Lately the internet is off the hook. Like it just started talking to me again out of the blue. Somehow on one of these 150 windows I have open, a video started playing itself.  What does it care if I’m in the public library or Hank is trying to sleep? Then, while I’m trying to shut it up desperately, a pop-up decides to take over the entire screen and hold it ransom.  There seems to be no way to stop it, short of throwing it against a wall with force. There is no little X. I just have to wait while this thing loads, and Hank wakes up grumpily or the librarian starts pounding her foot like a mad bull and snorts.

I don’t know how I’m supposed to get everything in the entire universe done on this pathetic torture device that is clearly going downhill fast. I can’t believe this thing actually has a camera pointing at me that could be free entertainment for the domestic spies.  Well, this stuff ain’t free boys. I mean this stuff on the blog is free, but this stuff not on the blog isn’t free. So stop watching videos on my windows because these pop-ups take hella time to load when you use all my RAM stealing my only way of earning a living. Bloody hell.


Big Hair + Big Beard = Big Style

13 08 2013
bearded one-page-0

Meet Hank. His hair is massive, and he’s got style for days.

Did you know that big man hair is back? I mean really big. “What died on your head?” big. I saw on the Tony awards that big man hair is really big in New York, so it’s only a matter of time now before the rest of the country is inundated with beard/hair combos that could hide whole families of lost squirrels, etc. We at badapple salute big-haired guys like our own trailblazer Hank. Who cares if they call you the Unabomber, honey? I certainly don’t!

You know, not every man can get away with this much hair in his life, but those who do are the envy of us all.

The doctor said I am a very emotional person, honey

18 12 2012

The doctor said I am a very emotional person.

Understand, she was testing my tender arm nerves with little electric shocks on Frankensteinian equipment.  It seemed perfectly reasonable to me to be sweating in spite of that anti-anxiety pill.

No, she said, people even sleep through the tests.  Really?  It felt like she was sending telegraphs from my funny bone to each of my fingers and all the little towns in between.  I’d rather be pricked by pins any day than to have her play on my nerves again like they were bio-electric guitar strings.  I’m not some robot motherboard ready for a bionic re-wire.  Determined, I finished the tests and dragged my singed nerves home.

Whatever I learned about my arms that day, and they turned out to be in better shape than expected, what I learned about myself is this: According to the doctor, and she should know because she zaps people’s nerves all the time, I am an exceptionally emotional person.  Oh my god!  That explains so much!

All this time, I’ve wondered why me?  Why I have to be me, that is, and such a bad apple?  Why, for example, why do multiple question marks at the end of sentences leave me a twitching mess?   That kind of thing.

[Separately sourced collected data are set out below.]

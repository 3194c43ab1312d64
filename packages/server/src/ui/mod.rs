//! UI layer: axum router, HTTP and WebSocket handlers.

mod handler;
mod server;
mod signal;
pub mod state;

pub use server::Server;
pub use signal::shutdown_signal;
pub use state::{AppState, build_app_state};
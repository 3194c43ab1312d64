//! Single-room ephemeral chat relay.
//!
//! Browsers join over WebSocket with a display name and a category, and every
//! chat message or presence change is rendered as an HTML fragment and pushed
//! to all currently joined participants. Nothing is persisted.

// layers
pub mod domain;
pub mod infrastructure;
pub mod ui;
pub mod usecase;

pub mod config;
pub mod metrics;

#[cfg(test)]
mod test_support;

I’ve always figured it was because I’m a redheaded freak, which is disorienting enough.  After all, for me irate IS normal.   But now I learn, well into midlife dear reader, that all along these espresso-strength emotions I assumed everyone had are really actually concentrated inside of me in a need-to-add-water proportion.

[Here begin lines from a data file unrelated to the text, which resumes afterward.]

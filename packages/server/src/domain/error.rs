//! Domain errors.

use std::time::Duration;

use thiserror::Error;

use super::value_object::{MAX_DISPLAY_NAME_CHARS, ParticipantId};

/// Value object validation errors
#[derive(Debug, Clone, PartialEq, Eq, Error)]
pub enum ValidationError {
    #[error("display name must not be empty")]
    EmptyDisplayName,

    #[error("display name has {0} characters (expected <= {max})", max = MAX_DISPLAY_NAME_CHARS)]
    DisplayNameTooLong(usize),

    #[error("category must not be empty")]
    EmptyCategory,

    #[error("unknown category '{0}'")]
    UnknownCategory(String),
}

impl ValidationError {
    /// Whether the error stems from a field that was absent or empty.
    pub fn is_missing_field(&self) -> bool {
        matches!(self, Self::EmptyDisplayName | Self::EmptyCategory)
    }
}

/// Reasons a join handshake is refused.
#[derive(Debug, Clone, PartialEq, Eq, Error)]
pub enum JoinRejection {
    /// The first frame was not a JSON join request.
    #[error("malformed join request: {0}")]
    Malformed(String),

    /// The join request failed field validation.
    #[error("join request rejected: {0}")]
    Invalid(#[from] ValidationError),
}

impl JoinRejection {
    /// Message carried in the `{"error": ...}` frame sent back to the peer.
    pub fn wire_message(&self) -> &'static str {
        match self {
            Self::Invalid(e) if e.is_missing_field() => "missing name or gender",
            Self::Malformed(_) | Self::Invalid(_) => "invalid join request",
        }
    }
}

/// Registry errors
#[derive(Debug, Clone, PartialEq, Eq, Error)]
pub enum RegistryError {
    /// An id generator handed out the same id twice.
    #[error("participant '{0}' is already registered")]
    DuplicateParticipant(ParticipantId),
}

/// Connection transport errors
#[derive(Debug, Clone, PartialEq, Eq, Error)]
pub enum TransportError {
    #[error("connection is closed")]
    Closed,

    #[error("write timed out after {0:?}")]
    Timeout(Duration),

    #[error("failed to send frame: {0}")]
    Send(String),

    #[error("failed to receive frame: {0}")]
    Receive(String),
}

/// View rendering errors
#[derive(Debug, Clone, PartialEq, Eq, Error)]
#[error("failed to render {view}: {reason}")]
pub struct RenderError {
    pub view: &'static str,
    pub reason: String,
}

impl RenderError {
    pub fn new(view: &'static str, reason: impl Into<String>) -> Self {
        Self {
            view,
            reason: reason.into(),
        }
    }
}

Sure, I had my suspicions, but it’s official now, the doctor said.  I am a very emotional person.   Do you hear that, Hank?

Got BARF? Blogger Afflicted by Realworld Facts Syndrome

13 12 2008

Has the real world afflicted your Bloggerness?  I myself have a raging case of BARF, aka Blogger Afflicted by Realworld Facts.  My blogger equilibrium has been ruined for months now, and I’m so sorry.   It really sucks to have to try to get a blogger groove going again after all my previous BARFing around earlier this fiscal year. 

Bloody hell, it’s like three steps forward three miles back, have you noticed?  And it’s all the fault of those greedy gas executives.  Okay, maybe I can’t claim a direct line between my inability to post with the price of gasoline, but it does explain my obsession with attempting to level my transportation spending by genetically manipulating old Hank over there. 

Not that I have the time to feed self and horsecraft anymore, or the money.  I for one find it exceedingly exorbitant to house body, soul and Hank/horse-hybrid in a Left Coast locale.  Why, life has become downright untenable out here Cal-lee-for-niy-aye Way.  

That’s why I plan to freeze myself and Hank-horse over there, here and now, in the prime of life (for me anyway – Hank’s another story).  Imagine the wonder when we awake un-aged, woman and centaur, in a kinder, more evolved future. What do you think? Want to make it a group date?

I’ll try to keep posting more before my date with The Big Freeze (just in time for the holidays!). Because BARF must be conquered one post at a time.